=== Aim of the task ===
Would you please write out each entry that follows, exactly as written?

-------- Information given --------

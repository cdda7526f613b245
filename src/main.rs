mod config;
mod github;
mod report;
mod stats;

use clap::{Parser, Subcommand};
use std::path::PathBuf;
use tracing::{info, info_span};
use tracing_subscriber::EnvFilter;

use config::Config;
use github::{FixedDelay, GithubClient, PrState};
use stats::summary::SummaryOptions;

/// team-pulse: CLI tool that pulls pull-request and commit activity from the
/// GitHub API for every repository owned by a team and aggregates it into
/// one summary record per developer.
#[derive(Parser, Debug)]
#[command(name = "team-pulse", version, about)]
struct Cli {
    /// Optional output file path for the JSON result (default: stdout)
    #[arg(short, long)]
    output: Option<PathBuf>,

    #[command(subcommand)]
    command: Command,
}

#[derive(Subcommand, Debug)]
enum Command {
    /// List the repositories owned by the configured team
    Repos,

    /// Per-user pull request stats for one repository
    Prs {
        /// Repository name within the configured organization
        #[arg(long)]
        repository: String,

        /// Pull request state filter
        #[arg(long, value_enum, default_value_t = PrState::All)]
        state: PrState,

        /// Page size (one page is fetched per request)
        #[arg(long)]
        per_page: Option<u32>,
    },

    /// Per-user weekly contributor stats for one repository
    Contributors {
        /// Repository name within the configured organization
        #[arg(long)]
        repository: String,
    },

    /// Cross-repository per-developer summary
    Summary {
        /// Analyze a previously captured summary JSON file instead of
        /// fetching from GitHub (no token needed)
        #[arg(long)]
        from_file: Option<PathBuf>,

        /// Render a colored leaderboard instead of JSON
        #[arg(long)]
        table: bool,
    },
}

#[tokio::main]
async fn main() -> Result<(), Box<dyn std::error::Error>> {
    tracing_subscriber::fmt()
        .with_env_filter(EnvFilter::from_default_env())
        .with_target(true)
        .with_writer(std::io::stderr)
        .init();

    let cli = Cli::parse();

    // The offline path needs neither credentials nor network.
    if let Command::Summary {
        from_file: Some(path),
        table,
    } = &cli.command
    {
        info!(path = %path.display(), "loading captured summary");
        let summary = report::load_summary(path)?;
        if *table {
            report::print_leaderboard(&summary);
        } else {
            report::output(&summary, cli.output.as_deref())?;
        }
        return Ok(());
    }

    info!("loading configuration");
    let config = Config::load()?;
    let settings = config.resolve()?;
    let client = GithubClient::new(&settings);
    let backoff = FixedDelay::new(config.fetch.stats_retries, config.fetch.stats_retry_delay());

    match cli.command {
        Command::Repos => {
            let _span = info_span!("repos").entered();
            let repos = client.team_repositories().await?;
            info!(repos = repos.len(), "fetched team repositories");
            report::output(&repos, cli.output.as_deref())?;
        }
        Command::Prs {
            repository,
            state,
            per_page,
        } => {
            let _span = info_span!("prs", repo = %repository, %state).entered();
            let per_page = per_page.unwrap_or(config.fetch.per_page);
            let prs = client.pull_requests(&repository, state, per_page).await?;
            let user_stats = stats::classify_pull_requests(&prs, chrono::Utc::now());
            info!(prs = prs.len(), users = user_stats.len(), "classified pull requests");
            report::output(&user_stats, cli.output.as_deref())?;
        }
        Command::Contributors { repository } => {
            let _span = info_span!("contributors", repo = %repository).entered();
            let contributors = client.contributor_stats(&repository, &backoff).await?;
            info!(users = contributors.len(), "fetched contributor stats");
            report::output(&contributors, cli.output.as_deref())?;
        }
        Command::Summary { table, .. } => {
            let _span = info_span!("summary").entered();
            let options = SummaryOptions {
                per_page: config.fetch.per_page,
                max_concurrency: config.fetch.max_concurrency,
                on_malformed: config.fetch.on_malformed,
            };
            let summary = stats::build_summary(&client, &backoff, &options).await?;
            if table {
                report::print_leaderboard(&summary);
            } else {
                report::output(&summary, cli.output.as_deref())?;
            }
        }
    }

    Ok(())
}
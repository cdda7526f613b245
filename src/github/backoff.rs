use async_trait::async_trait;
use std::time::Duration;

/// Retry policy for the contributor-stats poller.
///
/// Injected so tests can substitute a zero-delay policy and count how often
/// the poller actually waited.
#[async_trait]
pub trait Backoff: Send + Sync {
    /// Upper bound on poll attempts before giving up.
    fn max_attempts(&self) -> u32;

    /// Suspend between attempts. `attempt` is the zero-based attempt that
    /// just observed a 202.
    async fn wait(&self, attempt: u32);
}

/// Fixed delay between attempts. Worst-case wait before giving up is
/// `max_attempts * delay`.
#[derive(Debug, Clone)]
pub struct FixedDelay {
    attempts: u32,
    delay: Duration,
}

impl FixedDelay {
    pub fn new(attempts: u32, delay: Duration) -> Self {
        FixedDelay { attempts, delay }
    }
}

impl Default for FixedDelay {
    fn default() -> Self {
        FixedDelay::new(5, Duration::from_secs(2))
    }
}

#[async_trait]
impl Backoff for FixedDelay {
    fn max_attempts(&self) -> u32 {
        self.attempts
    }

    async fn wait(&self, attempt: u32) {
        tracing::debug!(attempt, delay_ms = self.delay.as_millis() as u64, "stats not ready, waiting");
        tokio::time::sleep(self.delay).await;
    }
}


#[cfg(test)]
mod tests {
    use super::*;

    #[test]
    fn test_default_policy_bounds() {
        let policy = FixedDelay::default();
        assert_eq!(policy.max_attempts(), 5);
        assert_eq!(policy.delay, Duration::from_secs(2));
    }
}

--------

=== Finished exercise ===
repository cdda7526f613b245
filename src/main.rs
mod config;
mod github;
mod report;
mod stats;

use clap::{Parser, Subcommand};
use std::path::PathBuf;
use tracing::{info, info_span};
use tracing_subscriber::EnvFilter;

use config::Config;
use github::{FixedDelay, GithubClient, PrState};
use stats::summary::SummaryOptions;

/// team-pulse: CLI tool that pulls pull-request and commit activity from the
/// GitHub API for every repository owned by a team and aggregates it into
/// one summary record per developer.
#[derive(Parser, Debug)]
#[command(name = "team-pulse", version, about)]
struct Cli {
    /// Optional output file path for the JSON result (default: stdout)
    #[arg(short, long)]
    output: Option<PathBuf>,

    #[command(subcommand)]
    command: Command,
}

#[derive(Subcommand, Debug)]
enum Command {
    /// List the repositories owned by the configured team
    Repos,

    /// Per-user pull request stats for one repository
    Prs {
        /// Repository name within the configured organization
        #[arg(long)]
        repository: String,

        /// Pull request state filter
        #[arg(long, value_enum, default_value_t = PrState::All)]
        state: PrState,

        /// Page size (one page is fetched per request)
        #[arg(long)]
        per_page: Option<u32>,
    },

    /// Per-user weekly contributor stats for one repository
    Contributors {
        /// Repository name within the configured organization
        #[arg(long)]
        repository: String,
    },

    /// Cross-repository per-developer summary
    Summary {
        /// Analyze a previously captured summary JSON file instead of
        /// fetching from GitHub (no token needed)
        #[arg(long)]
        from_file: Option<PathBuf>,

        /// Render a colored leaderboard instead of JSON
        #[arg(long)]
        table: bool,
    },
}

#[tokio::main]
async fn main() -> Result<(), Box<dyn std::error::Error>> {
    tracing_subscriber::fmt()
        .with_env_filter(EnvFilter::from_default_env())
        .with_target(true)
        .with_writer(std::io::stderr)
        .init();

    let cli = Cli::parse();

    // The offline path needs neither credentials nor network.
    if let Command::Summary {
        from_file: Some(path),
        table,
    } = &cli.command
    {
        info!(path = %path.display(), "loading captured summary");
        let summary = report::load_summary(path)?;
        if *table {
            report::print_leaderboard(&summary);
        } else {
            report::output(&summary, cli.output.as_deref())?;
        }
        return Ok(());
    }

    info!("loading configuration");
    let config = Config::load()?;
    let settings = config.resolve()?;
    let client = GithubClient::new(&settings);
    let backoff = FixedDelay::new(config.fetch.stats_retries, config.fetch.stats_retry_delay());

    match cli.command {
        Command::Repos => {
            let _span = info_span!("repos").entered();
            let repos = client.team_repositories().await?;
            info!(repos = repos.len(), "fetched team repositories");
            report::output(&repos, cli.output.as_deref())?;
        }
        Command::Prs {
            repository,
            state,
            per_page,
        } => {
            let _span = info_span!("prs", repo = %repository, %state).entered();
            let per_page = per_page.unwrap_or(config.fetch.per_page);
            let prs = client.pull_requests(&repository, state, per_page).await?;
            let user_stats = stats::classify_pull_requests(&prs, chrono::Utc::now());
            info!(prs = prs.len(), users = user_stats.len(), "classified pull requests");
            report::output(&user_stats, cli.output.as_deref())?;
        }
        Command::Contributors { repository } => {
            let _span = info_span!("contributors", repo = %repository).entered();
            let contributors = client.contributor_stats(&repository, &backoff).await?;
            info!(users = contributors.len(), "fetched contributor stats");
            report::output(&contributors, cli.output.as_deref())?;
        }
        Command::Summary { table, .. } => {
            let _span = info_span!("summary").entered();
            let options = SummaryOptions {
                per_page: config.fetch.per_page,
                max_concurrency: config.fetch.max_concurrency,
                on_malformed: config.fetch.on_malformed,
            };
            let summary = stats::build_summary(&client, &backoff, &options).await?;
            if table {
                report::print_leaderboard(&summary);
            } else {
                report::output(&summary, cli.output.as_deref())?;
            }
        }
    }

    Ok(())
}
repository cdda7526f613b245
filename src/github/backoff.rs
use async_trait::async_trait;
use std::time::Duration;

/// Retry policy for the contributor-stats poller.
///
/// Injected so tests can substitute a zero-delay policy and count how often
/// the poller actually waited.
#[async_trait]
pub trait Backoff: Send + Sync {
    /// Upper bound on poll attempts before giving up.
    fn max_attempts(&self) -> u32;

    /// Suspend between attempts. `attempt` is the zero-based attempt that
    /// just observed a 202.
    async fn wait(&self, attempt: u32);
}

/// Fixed delay between attempts. Worst-case wait before giving up is
/// `max_attempts * delay`.
#[derive(Debug, Clone)]
pub struct FixedDelay {
    attempts: u32,
    delay: Duration,
}

impl FixedDelay {
    pub fn new(attempts: u32, delay: Duration) -> Self {
        FixedDelay { attempts, delay }
    }
}

impl Default for FixedDelay {
    fn default() -> Self {
        FixedDelay::new(5, Duration::from_secs(2))
    }
}

#[async_trait]
impl Backoff for FixedDelay {
    fn max_attempts(&self) -> u32 {
        self.attempts
    }

    async fn wait(&self, attempt: u32) {
        tracing::debug!(attempt, delay_ms = self.delay.as_millis() as u64, "stats not ready, waiting");
        tokio::time::sleep(self.delay).await;
    }
}


#[cfg(test)]
mod tests {
    use super::*;

    #[test]
    fn test_default_policy_bounds() {
        let policy = FixedDelay::default();
        assert_eq!(policy.max_attempts(), 5);
        assert_eq!(policy.delay, Duration::from_secs(2));
    }
}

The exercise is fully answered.